Mais eventos deveriam ser organizados nas cidades, apresentando as sabedorias, os valores que esses povos têm e que podem inspirar os brasileiros e todos nós para a criação de um mundo mais humano, solidário e sustentável. Lideranças e sábios dos povos indígenas deveriam ser convidados nesses eventos, nas escolas e nas empresas para dar palestras.

Nas escolas, as crianças deveriam ler livros didáticos sobre esses povos, aprender com seus professores quem eles são, sua vida, sua origem, suas particularidades. Desta forma, os adultos não ficariam com os preconceitos do passado e uma relação de mais respeito e paz poderia ser estabelecida.

BE – Alguma vez você já sofreu preconceito – no Brasil ou fora dele – por ser uma estrangeira atuando junto a indígenas brasileiros?
EB –
Em 17 anos de atuação, já tive alguns encontros não muito agradáveis. É normal!
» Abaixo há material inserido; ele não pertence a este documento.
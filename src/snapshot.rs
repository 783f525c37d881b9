//! Captured copies of store state.

use crate::state::State;
use serde::{Deserialize, Serialize};

/// A captured copy of a store's state.
///
/// Taken with [`Store::snapshot`](crate::Store::snapshot) and fed back with
/// [`StoreBuilder::preload`](crate::StoreBuilder::preload). Serializes as
/// plain JSON, so it can be kept wherever the application keeps its data:
///
/// ```text
/// {
///   "store": "app",
///   "state": { "counter": { "count": 3 }, "user": { "name": "ann" } }
/// }
/// ```
#[derive(Debug, Clone, PartialEq, Serialize, Deserialize)]
#[non_exhaustive]
pub struct Snapshot {
    /// Name of the store the state was taken from.
    pub store: String,

    /// One slice per module id.
    pub state: State,
}

impl Snapshot {
    /// Create a snapshot of `state` taken from the store named `store`.
    pub fn new(store: String, state: State) -> Self {
        Snapshot { store, state }
    }

    /// Take the captured slices, dropping the store name.
    pub fn into_state(self) -> State {
        self.state
    }
}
Em qualquer lugar do mundo, independentemente de nosso gênero, origem e trabalho, podemos enfrentar ciúmes, críticas ou julgamentos negativos. Recentemente, tive um encontro com um amigo sábio do Camboja. Ele me disse: “Quanto mais projetos bons e importantes você tiver, mais críticas você receberá. O importante é se manter focado nos seus objetivos. Se as críticas forem procedentes, é preciso aceitá-las como um meio para melhorar. Se não forem, não se preocupe e esqueça o que você ouviu”.

Já encontrei várias pessoas que tinham preconceitos, não sobre mim, mas sobre os povos indígenas. Não enxergo essas ideias falsas como maldade, mas como resultado da falta de informações e, consequentemente, de entendimento sobre esses povos.

BE – Por que você quis se unir a este movimento de tornar-se embaixadora do Believe.Earth na França?
EB –
O Believe.Earth está em total acordo com os valores que eu sigo. Quando fiquei sabendo do projeto, me senti believer! Aceitei o convite para ser embaixadora na França com convicção e entusiasmo. Acho muito importante promover as boas ações feitas por pessoas em vários lugares do mundo para incentivar os outros a agir também. O Believe também fala em “sonhar para pensar e depois agir”. É o que eu tenho seguido desde a minha infância: sonhei, pensei e agora ajo. O sonho e o pensamento são as raízes das ações que eu realizei.

BE – O que faz você continuar acreditando?
EB –
Sinto dentro de mim que o meu caminho é o de atuar para o bem dos povos indígenas e da natureza. Quando estou nesse caminho, tudo flui e sinto muita felicidade e amor. Não é um engajamento temporário, é um engajamento de toda a vida. Todo caminho tem seus obstáculos, desafios vencidos e outros perdidos, decepções. Então, para seguir em frente, cuide do próprio engajamento, de si próprio. Os primeiros ingredientes necessários dentro de si são o entusiasmo, o otimismo, a confiança e o amor. Para não se perder, é preciso cuidar deles e, para isso, ter vigilância e verificar se continuam no mesmo lugar. Se alguns sumiram, devemos recriá-los. Outros fatores muito importantes são a solidez e o desapego para os resultados de suas ações.